§ Prompt:
Show all lines from the data that include the word "familia".
-- -- --
//! Pure catalog transformations: RMS rows in, commerce product aggregates out.
//!
//! Everything here is deterministic and I/O-free:
//! - [`size`]: canonical decimal size strings
//! - [`handle`]: URL-safe product slugs
//! - [`taxonomy`]: `(familia, categoria)` → standard taxonomy mapping
//! - [`grouper`]: CCOD grouping of item rows into product aggregates
//!
//! The sync pipeline is the only consumer; nothing in this crate talks to
//! the database or the commerce API.

pub mod grouper;
pub mod handle;
pub mod size;
pub mod taxonomy;
mod text;

pub use grouper::{group_rows, GroupWarning, GroupingOutcome, MAX_VARIANTS_PER_PRODUCT};
pub use handle::{derive_handle, numbered_handle};
pub use size::{normalize_size, NormalizedSize};
pub use taxonomy::{product_kind, TaxonomyResolver, TaxonomyResolution};
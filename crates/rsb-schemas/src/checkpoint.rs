//! Persisted checkpoint records.
//!
//! Two cursors with different lifetimes:
//! - [`UpdateCheckpoint`]: the durable high-watermark of the last successful
//!   run, advanced only when the run's success ratio clears the threshold.
//! - [`ProgressCheckpoint`]: a per-run resumable cursor, rewritten every N
//!   products and deleted on clean completion.
//!
//! Serialized field names match the on-disk JSON contract exactly.

use chrono::{DateTime, Utc};
use serde::{Deserialize, Serialize};
use uuid::Uuid;

use crate::summary::SyncStats;

/// Bumped when the on-disk shape changes.
pub const UPDATE_CHECKPOINT_VERSION: u32 = 1;

#[derive(Debug, Clone, PartialEq, Eq, Serialize, Deserialize)]
pub struct UpdateCheckpoint {
    /// Maximum `last_updated` observed during the run — NOT the wall clock,
    /// so rows modified while the run was in flight are re-detected.
    pub last_run_timestamp: DateTime<Utc>,
    pub updated_at: DateTime<Utc>,
    pub version: u32,
}

impl UpdateCheckpoint {
    pub fn new(last_run_timestamp: DateTime<Utc>, updated_at: DateTime<Utc>) -> Self {
        Self {
            last_run_timestamp,
            updated_at,
            version: UPDATE_CHECKPOINT_VERSION,
        }
    }
}

#[derive(Debug, Clone, Serialize, Deserialize)]
pub struct ProgressCheckpoint {
    pub sync_id: Uuid,
    pub timestamp: DateTime<Utc>,
    /// Products with CCOD lexically <= this are skipped on resume.
    pub last_processed_ccod: String,
    pub processed_count: u64,
    pub total_count: u64,
    pub batch_number: u64,
    pub stats: SyncStats,
}
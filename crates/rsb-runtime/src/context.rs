//! The explicit service context threaded through every pipeline.

use std::sync::Arc;

use rsb_catalog::TaxonomyResolver;
use rsb_checkpoint::{ProgressCheckpointStore, RunHistoryStore, UpdateCheckpointStore};
use rsb_clock::Clock;
use rsb_commerce::CommerceClient;
use rsb_config::Settings;
use rsb_lock::LockStore;
use rsb_rms::RmsRepository;
use tokio_util::sync::CancellationToken;

/// Everything a run needs, constructed once at startup and torn down at
/// shutdown. Cross-cutting services are explicit fields, never globals.
pub struct SyncContext {
    pub settings: Settings,
    pub clock: Arc<dyn Clock>,
    pub rms: Arc<dyn RmsRepository>,
    pub commerce: Arc<dyn CommerceClient>,
    pub lock_store: Arc<dyn LockStore>,
    pub taxonomy: Arc<TaxonomyResolver>,
    pub update_checkpoint: Arc<UpdateCheckpointStore>,
    pub progress: Arc<ProgressCheckpointStore>,
    pub history: Arc<RunHistoryStore>,
    /// Process-level shutdown; cancelling it drains every loop.
    pub shutdown: CancellationToken,
}

impl SyncContext {
    /// Child token for one run: cancelled by shutdown, a lost lock, or the
    /// run timeout — whichever comes first.
    pub fn run_token(&self) -> CancellationToken {
        self.shutdown.child_token()
    }
}
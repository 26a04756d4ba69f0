//! RMS-side entities: the `View_Items` read model and the `Order` /
//! `OrderEntry` write model.

use chrono::{DateTime, Utc};
use rust_decimal::Decimal;
use serde::{Deserialize, Serialize};

/// RMS order type for a plain sale.
pub const ORDER_TYPE_SALE: i32 = 1;
/// RMS channel marker for orders ingested from the commerce platform.
pub const ORDER_CHANNEL_ONLINE: i32 = 2;

/// One row of the `View_Items` projection: item master + inventory + pricing.
///
/// The engine only ever reads these; RMS remains the source of truth.
#[derive(Debug, Clone, Serialize, Deserialize)]
pub struct ItemRow {
    pub item_id: i64,
    pub sku: String,
    /// Model-plus-color code; the grouping key for one commerce product.
    pub ccod: String,
    pub description: String,
    pub familia: String,
    pub categoria: String,
    pub extended_category: String,
    pub genero: String,
    pub color: String,
    pub talla: String,
    pub price: Decimal,
    pub sale_price: Option<Decimal>,
    pub sale_start: Option<DateTime<Utc>>,
    pub sale_end: Option<DateTime<Utc>>,
    pub quantity: i32,
    pub stock_a: i32,
    pub stock_b: i32,
    pub tax: Decimal,
    pub barcode: Option<String>,
    pub last_updated: DateTime<Utc>,
}

impl ItemRow {
    /// Row-level invariants from the read model: non-empty sku/description,
    /// positive price.
    pub fn is_well_formed(&self) -> bool {
        !self.sku.trim().is_empty()
            && !self.description.trim().is_empty()
            && self.price > Decimal::ZERO
    }

    /// Whether the row carries an applicable sale at `now`:
    /// `sale_price < price` and `sale_start <= now < sale_end`.
    pub fn sale_active_at(&self, now: DateTime<Utc>) -> bool {
        let Some(sale_price) = self.sale_price else {
            return false;
        };
        if sale_price >= self.price || sale_price <= Decimal::ZERO {
            return false;
        }
        match (self.sale_start, self.sale_end) {
            (Some(start), Some(end)) => start <= now && now < end,
            _ => false,
        }
    }
}

/// Write model for the RMS `Order` header.
#[derive(Debug, Clone, Serialize, Deserialize)]
pub struct OrderHeader {
    pub store_id: i32,
    /// Always [`ORDER_TYPE_SALE`] for ingested orders.
    pub order_type: i32,
    pub time: DateTime<Utc>,
    pub customer_id: Option<i64>,
    pub total: Decimal,
    pub tax: Decimal,
    pub comment: String,
    pub shipping_notes: String,
    /// Always [`ORDER_CHANNEL_ONLINE`] for ingested orders; together with
    /// `reference_number` it forms the idempotency key.
    pub channel_type: i32,
    pub reference_number: String,
}

/// Write model for one RMS `OrderEntry` line. `order_id` is assigned by the
/// insert transaction.
#[derive(Debug, Clone, Serialize, Deserialize)]
pub struct OrderLine {
    pub item_id: i64,
    pub description: String,
    /// Unit price actually charged (after commerce-side discounts).
    pub price: Decimal,
    /// Undiscounted unit price.
    pub full_price: Decimal,
    pub quantity: i32,
}

/// Minimal customer payload for `CreateCustomer`.
#[derive(Debug, Clone, Serialize, Deserialize)]
pub struct CustomerDraft {
    pub first_name: String,
    pub last_name: String,
    pub email: Option<String>,
    pub phone: Option<String>,
}

#[cfg(test)]
mod tests {
    use super::*;
    use chrono::TimeZone;
    use rust_decimal_macros::dec;

    fn row() -> ItemRow {
        ItemRow {
            item_id: 1,
            sku: "A1".into(),
            ccod: "A".into(),
            description: "Tee".into(),
            familia: "Ropa".into(),
            categoria: "Blusas".into(),
            extended_category: String::new(),
            genero: "Mujer".into(),
            color: "Red".into(),
            talla: "M".into(),
            price: dec!(10.00),
            sale_price: None,
            sale_start: None,
            sale_end: None,
            quantity: 5,
            stock_a: 3,
            stock_b: 2,
            tax: dec!(0.13),
            barcode: None,
            last_updated: Utc.with_ymd_and_hms(2025, 1, 15, 0, 0, 0).unwrap(),
        }
    }

    #[test]
    fn well_formed_requires_sku_description_price() {
        assert!(row().is_well_formed());

        let mut r = row();
        r.sku = "  ".into();
        assert!(!r.is_well_formed());

        let mut r = row();
        r.description = String::new();
        assert!(!r.is_well_formed());

        let mut r = row();
        r.price = Decimal::ZERO;
        assert!(!r.is_well_formed());
    }

    #[test]
    fn sale_active_inside_window_only() {
        let start = Utc.with_ymd_and_hms(2025, 1, 1, 0, 0, 0).unwrap();
        let end = Utc.with_ymd_and_hms(2025, 1, 31, 23, 59, 0).unwrap();

        let mut r = row();
        r.price = dec!(100.00);
        r.sale_price = Some(dec!(80.00));
        r.sale_start = Some(start);
        r.sale_end = Some(end);

        let inside = Utc.with_ymd_and_hms(2025, 1, 15, 12, 0, 0).unwrap();
        let before = Utc.with_ymd_and_hms(2024, 12, 31, 12, 0, 0).unwrap();
        let after = end;

        assert!(r.sale_active_at(inside));
        assert!(!r.sale_active_at(before));
        // End bound is exclusive.
        assert!(!r.sale_active_at(after));
    }

    #[test]
    fn sale_requires_discounted_price() {
        let start = Utc.with_ymd_and_hms(2025, 1, 1, 0, 0, 0).unwrap();
        let end = Utc.with_ymd_and_hms(2025, 1, 31, 0, 0, 0).unwrap();
        let now = Utc.with_ymd_and_hms(2025, 1, 15, 0, 0, 0).unwrap();

        let mut r = row();
        r.price = dec!(100.00);
        r.sale_price = Some(dec!(100.00));
        r.sale_start = Some(start);
        r.sale_end = Some(end);
        assert!(!r.sale_active_at(now), "equal price is not a sale");

        r.sale_price = Some(dec!(120.00));
        assert!(!r.sale_active_at(now), "markup is not a sale");
    }
}
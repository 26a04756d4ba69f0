//! Job scheduling: the change-detect interval, the nightly full sync, and
//! daily maintenance.
//!
//! Three independent loops, all drained by the shutdown token:
//! - `change-detect` ticks every `SYNC_INTERVAL_MINUTES`; overlapping ticks
//!   are skipped (the interval skips missed ticks and the distributed lock
//!   rejects a second runner).
//! - `full-sync` fires at the configured HH:MM in the configured IANA
//!   timezone, optionally masked to weekdays.
//! - `maintenance` trims progress checkpoints and the run history once a
//!   day, off-peak.

use std::sync::Arc;

use rsb_clock::Clock as _;
use tokio::time::MissedTickBehavior;
use tracing::{error, info};

use crate::context::SyncContext;
use crate::detector::ChangeDetector;

/// Maintenance fires daily at this local time (off-peak for a retail shop).
const MAINTENANCE_HOUR: u32 = 4;
const MAINTENANCE_MINUTE: u32 = 40;

pub struct Scheduler {
    ctx: Arc<SyncContext>,
    detector: Arc<ChangeDetector>,
}

impl Scheduler {
    pub fn new(ctx: Arc<SyncContext>, detector: Arc<ChangeDetector>) -> Self {
        Self { ctx, detector }
    }

    /// Run all jobs until shutdown.
    pub async fn run(&self) {
        tokio::join!(
            self.change_detect_loop(),
            self.full_sync_loop(),
            self.maintenance_loop(),
        );
        info!("scheduler drained");
    }

    async fn change_detect_loop(&self) {
        let mut interval = tokio::time::interval(self.ctx.settings.sync.interval);
        interval.set_missed_tick_behavior(MissedTickBehavior::Skip);

        loop {
            tokio::select! {
                _ = self.ctx.shutdown.cancelled() => return,
                _ = interval.tick() => {}
            }
            match self.detector.tick().await {
                Ok(outcome) => {
                    info!(?outcome, "change-detect tick complete");
                }
                Err(err) => {
                    error!(error = %err, kind = err.kind.as_str(), "change-detect tick failed");
                }
            }
        }
    }

    async fn full_sync_loop(&self) {
        let schedule = &self.ctx.settings.schedule;
        if !schedule.full_sync_enabled {
            self.ctx.shutdown.cancelled().await;
            return;
        }

        loop {
            let now = self.ctx.clock.now_utc();
            let next = rsb_clock::next_scheduled_fire(
                now,
                schedule.full_sync_hour,
                schedule.full_sync_minute,
                schedule.full_sync_timezone,
                schedule.full_sync_days.as_deref(),
            );
            let wait = (next - now).to_std().unwrap_or_default();
            info!(next = %next, "full sync scheduled");

            tokio::select! {
                _ = self.ctx.shutdown.cancelled() => return,
                _ = tokio::time::sleep(wait) => {}
            }

            match self.detector.full_sync().await {
                Ok(Some(summary)) => {
                    info!(
                        processed = summary.stats.processed,
                        errors = summary.stats.errors,
                        "full sync complete"
                    );
                }
                Ok(None) => {
                    info!("full sync skipped, lock held elsewhere");
                }
                Err(err) => {
                    error!(error = %err, "full sync failed");
                }
            }
        }
    }

    async fn maintenance_loop(&self) {
        let tz = self.ctx.settings.schedule.full_sync_timezone;
        loop {
            let now = self.ctx.clock.now_utc();
            let next =
                rsb_clock::next_scheduled_fire(now, MAINTENANCE_HOUR, MAINTENANCE_MINUTE, tz, None);
            let wait = (next - now).to_std().unwrap_or_default();

            tokio::select! {
                _ = self.ctx.shutdown.cancelled() => return,
                _ = tokio::time::sleep(wait) => {}
            }

            let now = self.ctx.clock.now_utc();
            match self.ctx.progress.gc(now) {
                Ok(removed) if removed > 0 => {
                    info!(removed, "maintenance: expired progress checkpoints removed");
                }
                Ok(_) => {}
                Err(err) => error!(error = %err, "maintenance: progress gc failed"),
            }
            match self.ctx.history.trim() {
                Ok(dropped) if dropped > 0 => {
                    info!(dropped, "maintenance: run history trimmed");
                }
                Ok(_) => {}
                Err(err) => error!(error = %err, "maintenance: history trim failed"),
            }
        }
    }
}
-- -- --
§ The completed task:
//! - [`taxonomy`]: `(familia, categoria)` → standard taxonomy mapping
    pub familia: String,
            familia: "Ropa".into(),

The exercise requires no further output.